• DIRECTIONS: Pick out each line of the records that includes the string "draft", and copy it.

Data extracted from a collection
+--
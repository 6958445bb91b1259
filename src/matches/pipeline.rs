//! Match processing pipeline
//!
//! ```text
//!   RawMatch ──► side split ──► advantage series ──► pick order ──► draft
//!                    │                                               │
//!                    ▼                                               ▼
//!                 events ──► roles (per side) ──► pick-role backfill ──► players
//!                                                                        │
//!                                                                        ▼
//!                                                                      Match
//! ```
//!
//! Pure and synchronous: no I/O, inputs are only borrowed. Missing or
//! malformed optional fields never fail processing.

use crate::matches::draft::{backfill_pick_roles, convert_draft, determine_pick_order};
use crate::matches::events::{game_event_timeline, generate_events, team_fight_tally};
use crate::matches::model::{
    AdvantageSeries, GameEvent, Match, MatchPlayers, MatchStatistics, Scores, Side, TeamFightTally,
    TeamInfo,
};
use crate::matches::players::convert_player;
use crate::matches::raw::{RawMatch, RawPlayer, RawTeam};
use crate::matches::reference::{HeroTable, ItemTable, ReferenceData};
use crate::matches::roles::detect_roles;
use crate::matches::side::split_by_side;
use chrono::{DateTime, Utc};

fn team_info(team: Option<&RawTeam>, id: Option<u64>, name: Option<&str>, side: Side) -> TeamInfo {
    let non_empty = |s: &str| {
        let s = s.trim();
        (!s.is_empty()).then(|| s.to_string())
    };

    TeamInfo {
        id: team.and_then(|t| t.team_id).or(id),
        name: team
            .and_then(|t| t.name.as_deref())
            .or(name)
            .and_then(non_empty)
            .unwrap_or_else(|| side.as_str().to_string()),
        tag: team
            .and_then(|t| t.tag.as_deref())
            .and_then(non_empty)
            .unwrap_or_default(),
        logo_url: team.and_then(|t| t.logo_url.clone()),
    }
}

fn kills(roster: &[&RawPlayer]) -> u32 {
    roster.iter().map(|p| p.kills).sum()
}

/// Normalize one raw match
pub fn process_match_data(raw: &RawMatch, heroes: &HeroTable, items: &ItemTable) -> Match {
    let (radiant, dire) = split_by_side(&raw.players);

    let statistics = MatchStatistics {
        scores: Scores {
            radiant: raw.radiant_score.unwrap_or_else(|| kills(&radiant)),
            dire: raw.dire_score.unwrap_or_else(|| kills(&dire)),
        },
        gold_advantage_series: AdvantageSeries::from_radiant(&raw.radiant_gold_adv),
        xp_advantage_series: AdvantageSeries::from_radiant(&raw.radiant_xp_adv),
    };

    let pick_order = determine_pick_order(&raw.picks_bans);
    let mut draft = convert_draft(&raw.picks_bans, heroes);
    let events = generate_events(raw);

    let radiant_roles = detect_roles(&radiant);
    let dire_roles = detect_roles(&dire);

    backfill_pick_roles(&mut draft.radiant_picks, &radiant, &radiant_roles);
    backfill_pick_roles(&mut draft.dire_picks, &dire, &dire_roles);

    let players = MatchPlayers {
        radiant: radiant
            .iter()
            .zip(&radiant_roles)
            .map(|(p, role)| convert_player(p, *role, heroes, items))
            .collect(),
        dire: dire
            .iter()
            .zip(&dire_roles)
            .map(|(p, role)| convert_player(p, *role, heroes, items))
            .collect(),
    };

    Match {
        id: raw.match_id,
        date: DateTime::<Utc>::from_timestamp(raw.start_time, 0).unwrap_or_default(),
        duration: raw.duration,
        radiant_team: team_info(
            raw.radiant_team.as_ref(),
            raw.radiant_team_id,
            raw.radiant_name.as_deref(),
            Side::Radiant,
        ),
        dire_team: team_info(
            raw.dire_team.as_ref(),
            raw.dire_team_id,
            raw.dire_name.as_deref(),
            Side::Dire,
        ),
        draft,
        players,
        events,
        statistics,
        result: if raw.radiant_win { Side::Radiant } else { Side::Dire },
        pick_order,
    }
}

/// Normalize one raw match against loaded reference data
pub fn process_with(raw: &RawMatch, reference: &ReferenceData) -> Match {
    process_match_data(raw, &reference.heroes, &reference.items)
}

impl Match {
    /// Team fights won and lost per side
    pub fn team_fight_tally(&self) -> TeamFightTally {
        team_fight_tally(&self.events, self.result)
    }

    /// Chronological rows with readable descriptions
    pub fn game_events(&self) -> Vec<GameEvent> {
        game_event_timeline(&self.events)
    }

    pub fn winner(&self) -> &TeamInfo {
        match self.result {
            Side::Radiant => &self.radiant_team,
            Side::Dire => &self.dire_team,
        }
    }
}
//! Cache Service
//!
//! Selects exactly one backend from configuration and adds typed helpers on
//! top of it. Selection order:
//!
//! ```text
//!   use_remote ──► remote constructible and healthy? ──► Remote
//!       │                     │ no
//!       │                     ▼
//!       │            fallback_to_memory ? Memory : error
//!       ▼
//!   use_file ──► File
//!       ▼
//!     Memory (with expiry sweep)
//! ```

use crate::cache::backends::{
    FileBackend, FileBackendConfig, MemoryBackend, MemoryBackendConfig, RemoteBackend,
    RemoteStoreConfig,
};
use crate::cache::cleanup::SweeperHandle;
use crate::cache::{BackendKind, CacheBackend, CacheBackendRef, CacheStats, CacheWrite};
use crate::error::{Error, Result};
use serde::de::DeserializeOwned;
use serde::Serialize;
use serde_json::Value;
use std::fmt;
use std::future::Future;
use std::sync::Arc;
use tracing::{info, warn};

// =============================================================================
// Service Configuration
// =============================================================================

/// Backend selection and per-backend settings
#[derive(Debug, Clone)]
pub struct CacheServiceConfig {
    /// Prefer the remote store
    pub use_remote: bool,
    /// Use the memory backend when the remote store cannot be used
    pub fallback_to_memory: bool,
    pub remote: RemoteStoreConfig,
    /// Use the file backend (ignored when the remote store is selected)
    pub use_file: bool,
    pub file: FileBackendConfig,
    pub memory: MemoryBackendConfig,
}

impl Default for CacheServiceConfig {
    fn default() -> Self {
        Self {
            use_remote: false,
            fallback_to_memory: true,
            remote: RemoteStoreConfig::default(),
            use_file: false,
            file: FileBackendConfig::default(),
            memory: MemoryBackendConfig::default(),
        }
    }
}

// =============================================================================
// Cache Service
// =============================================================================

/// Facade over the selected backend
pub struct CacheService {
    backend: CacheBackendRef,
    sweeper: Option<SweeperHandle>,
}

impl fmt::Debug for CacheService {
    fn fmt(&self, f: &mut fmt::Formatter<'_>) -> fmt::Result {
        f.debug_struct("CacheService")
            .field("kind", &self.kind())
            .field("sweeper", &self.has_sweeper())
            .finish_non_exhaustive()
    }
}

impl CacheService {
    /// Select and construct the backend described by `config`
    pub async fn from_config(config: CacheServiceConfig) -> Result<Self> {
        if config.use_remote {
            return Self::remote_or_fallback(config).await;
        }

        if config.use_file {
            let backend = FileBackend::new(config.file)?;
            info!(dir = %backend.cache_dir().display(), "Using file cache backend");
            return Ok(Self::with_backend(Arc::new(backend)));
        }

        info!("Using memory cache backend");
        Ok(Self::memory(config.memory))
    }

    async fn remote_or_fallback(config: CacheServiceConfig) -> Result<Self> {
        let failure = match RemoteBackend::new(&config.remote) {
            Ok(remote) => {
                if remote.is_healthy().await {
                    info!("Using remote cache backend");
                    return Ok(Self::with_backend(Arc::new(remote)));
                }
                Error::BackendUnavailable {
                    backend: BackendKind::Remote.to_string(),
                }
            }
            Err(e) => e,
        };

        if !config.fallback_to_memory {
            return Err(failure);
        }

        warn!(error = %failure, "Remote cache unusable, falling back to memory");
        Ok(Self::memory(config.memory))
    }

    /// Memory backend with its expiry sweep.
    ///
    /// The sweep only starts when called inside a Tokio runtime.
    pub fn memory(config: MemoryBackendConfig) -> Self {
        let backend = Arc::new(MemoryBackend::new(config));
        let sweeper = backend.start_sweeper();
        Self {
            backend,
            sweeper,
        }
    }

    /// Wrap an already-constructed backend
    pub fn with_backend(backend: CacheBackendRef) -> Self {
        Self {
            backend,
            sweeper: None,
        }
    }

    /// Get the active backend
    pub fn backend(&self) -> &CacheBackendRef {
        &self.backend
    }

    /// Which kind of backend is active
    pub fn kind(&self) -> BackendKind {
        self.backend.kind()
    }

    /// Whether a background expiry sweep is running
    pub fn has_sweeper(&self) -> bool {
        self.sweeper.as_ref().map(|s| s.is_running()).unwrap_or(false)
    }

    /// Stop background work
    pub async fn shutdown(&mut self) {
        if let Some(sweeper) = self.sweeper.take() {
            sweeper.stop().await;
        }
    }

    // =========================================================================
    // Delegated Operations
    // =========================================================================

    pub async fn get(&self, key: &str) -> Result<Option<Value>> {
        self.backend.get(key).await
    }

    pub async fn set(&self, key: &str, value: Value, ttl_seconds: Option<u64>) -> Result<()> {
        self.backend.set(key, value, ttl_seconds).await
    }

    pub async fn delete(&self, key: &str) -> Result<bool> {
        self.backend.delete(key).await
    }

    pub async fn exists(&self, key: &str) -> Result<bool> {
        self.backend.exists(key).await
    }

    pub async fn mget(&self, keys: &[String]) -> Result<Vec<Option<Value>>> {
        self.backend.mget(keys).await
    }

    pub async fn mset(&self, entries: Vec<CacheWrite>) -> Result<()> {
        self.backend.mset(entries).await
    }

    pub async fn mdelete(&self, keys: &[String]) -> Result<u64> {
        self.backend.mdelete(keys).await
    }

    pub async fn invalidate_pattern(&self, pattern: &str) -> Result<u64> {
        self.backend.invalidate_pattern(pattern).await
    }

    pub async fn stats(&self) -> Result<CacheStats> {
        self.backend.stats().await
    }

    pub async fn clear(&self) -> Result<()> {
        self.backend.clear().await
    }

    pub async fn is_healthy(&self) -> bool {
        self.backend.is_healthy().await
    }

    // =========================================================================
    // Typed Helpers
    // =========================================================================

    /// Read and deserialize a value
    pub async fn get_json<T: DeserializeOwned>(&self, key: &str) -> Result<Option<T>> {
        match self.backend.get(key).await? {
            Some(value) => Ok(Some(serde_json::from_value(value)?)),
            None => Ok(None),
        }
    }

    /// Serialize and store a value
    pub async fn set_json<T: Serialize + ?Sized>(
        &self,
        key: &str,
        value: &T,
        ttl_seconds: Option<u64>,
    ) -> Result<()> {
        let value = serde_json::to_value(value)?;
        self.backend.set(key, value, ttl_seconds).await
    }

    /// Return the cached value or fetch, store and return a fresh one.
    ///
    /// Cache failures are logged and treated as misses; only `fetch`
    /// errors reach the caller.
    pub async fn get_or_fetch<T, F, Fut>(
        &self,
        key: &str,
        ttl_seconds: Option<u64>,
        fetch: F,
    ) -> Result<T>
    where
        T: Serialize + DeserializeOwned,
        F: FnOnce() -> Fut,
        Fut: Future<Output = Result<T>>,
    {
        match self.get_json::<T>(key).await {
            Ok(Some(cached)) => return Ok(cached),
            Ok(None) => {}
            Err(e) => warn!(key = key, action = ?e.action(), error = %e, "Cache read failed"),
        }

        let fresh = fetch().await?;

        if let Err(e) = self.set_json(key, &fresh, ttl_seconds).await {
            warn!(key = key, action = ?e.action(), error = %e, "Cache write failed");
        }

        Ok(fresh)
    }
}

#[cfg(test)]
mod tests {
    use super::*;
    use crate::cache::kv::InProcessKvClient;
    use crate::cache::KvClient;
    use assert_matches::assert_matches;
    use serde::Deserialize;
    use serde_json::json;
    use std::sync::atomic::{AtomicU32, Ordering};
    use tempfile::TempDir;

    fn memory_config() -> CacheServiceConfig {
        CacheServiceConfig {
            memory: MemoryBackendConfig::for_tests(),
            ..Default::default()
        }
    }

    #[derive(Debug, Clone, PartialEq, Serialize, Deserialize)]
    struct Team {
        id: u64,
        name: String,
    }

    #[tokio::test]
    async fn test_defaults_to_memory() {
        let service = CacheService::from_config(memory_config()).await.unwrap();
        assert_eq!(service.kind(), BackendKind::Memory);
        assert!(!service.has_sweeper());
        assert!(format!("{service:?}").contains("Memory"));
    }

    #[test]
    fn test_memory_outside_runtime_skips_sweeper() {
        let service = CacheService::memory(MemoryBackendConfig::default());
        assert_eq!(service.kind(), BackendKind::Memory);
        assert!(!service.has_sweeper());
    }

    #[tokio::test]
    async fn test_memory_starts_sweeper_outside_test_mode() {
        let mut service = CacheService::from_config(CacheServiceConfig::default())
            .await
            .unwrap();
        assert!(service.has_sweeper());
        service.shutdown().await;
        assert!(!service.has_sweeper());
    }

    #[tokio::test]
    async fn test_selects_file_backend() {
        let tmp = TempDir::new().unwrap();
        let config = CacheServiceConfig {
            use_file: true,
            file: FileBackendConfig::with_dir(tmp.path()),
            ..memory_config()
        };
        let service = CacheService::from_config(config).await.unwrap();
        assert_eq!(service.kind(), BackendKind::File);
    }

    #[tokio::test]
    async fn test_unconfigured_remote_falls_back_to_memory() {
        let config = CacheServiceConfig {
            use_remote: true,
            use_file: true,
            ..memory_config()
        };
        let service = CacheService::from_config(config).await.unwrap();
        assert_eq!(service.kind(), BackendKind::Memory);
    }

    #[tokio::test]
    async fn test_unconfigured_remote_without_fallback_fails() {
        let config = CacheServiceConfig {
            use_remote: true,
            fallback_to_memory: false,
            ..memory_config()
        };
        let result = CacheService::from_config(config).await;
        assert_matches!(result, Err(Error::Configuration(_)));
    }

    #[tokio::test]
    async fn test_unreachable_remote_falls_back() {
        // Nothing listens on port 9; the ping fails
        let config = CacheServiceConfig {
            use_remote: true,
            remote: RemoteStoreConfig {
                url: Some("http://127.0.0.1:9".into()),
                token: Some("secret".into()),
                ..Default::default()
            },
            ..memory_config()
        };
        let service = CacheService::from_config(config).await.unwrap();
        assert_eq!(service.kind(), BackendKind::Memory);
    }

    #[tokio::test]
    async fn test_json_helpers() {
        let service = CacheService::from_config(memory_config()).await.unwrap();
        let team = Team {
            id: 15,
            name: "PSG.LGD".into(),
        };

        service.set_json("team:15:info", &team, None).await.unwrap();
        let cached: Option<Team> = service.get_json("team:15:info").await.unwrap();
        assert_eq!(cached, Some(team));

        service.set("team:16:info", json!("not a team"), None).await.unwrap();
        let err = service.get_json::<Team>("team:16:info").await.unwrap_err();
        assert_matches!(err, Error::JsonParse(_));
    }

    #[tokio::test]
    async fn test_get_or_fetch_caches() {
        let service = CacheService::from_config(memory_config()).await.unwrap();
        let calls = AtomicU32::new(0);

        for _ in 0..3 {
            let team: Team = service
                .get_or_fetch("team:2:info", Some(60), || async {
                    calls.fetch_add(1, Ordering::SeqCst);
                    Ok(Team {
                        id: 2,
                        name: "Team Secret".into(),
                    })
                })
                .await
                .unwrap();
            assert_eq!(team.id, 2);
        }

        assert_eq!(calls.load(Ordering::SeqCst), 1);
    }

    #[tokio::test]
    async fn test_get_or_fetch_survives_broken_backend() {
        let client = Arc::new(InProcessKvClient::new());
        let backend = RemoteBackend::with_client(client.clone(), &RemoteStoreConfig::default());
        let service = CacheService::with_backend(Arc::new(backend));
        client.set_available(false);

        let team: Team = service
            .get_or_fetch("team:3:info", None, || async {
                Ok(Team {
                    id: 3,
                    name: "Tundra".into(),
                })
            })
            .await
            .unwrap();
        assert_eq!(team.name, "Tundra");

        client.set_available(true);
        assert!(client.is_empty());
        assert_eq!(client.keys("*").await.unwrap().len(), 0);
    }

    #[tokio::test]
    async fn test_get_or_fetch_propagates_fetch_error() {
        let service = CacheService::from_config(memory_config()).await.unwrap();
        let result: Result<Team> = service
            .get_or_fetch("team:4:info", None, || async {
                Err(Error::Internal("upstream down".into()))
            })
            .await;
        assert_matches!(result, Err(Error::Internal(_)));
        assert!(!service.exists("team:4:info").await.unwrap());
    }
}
+--
• RESULT OF THIS TASK:
//!   RawMatch ──► side split ──► advantage series ──► pick order ──► draft
use crate::matches::draft::{backfill_pick_roles, convert_draft, determine_pick_order};
    let mut draft = convert_draft(&raw.picks_bans, heroes);
    backfill_pick_roles(&mut draft.radiant_picks, &radiant, &radiant_roles);
    backfill_pick_roles(&mut draft.dire_picks, &dire, &dire_roles);
        draft,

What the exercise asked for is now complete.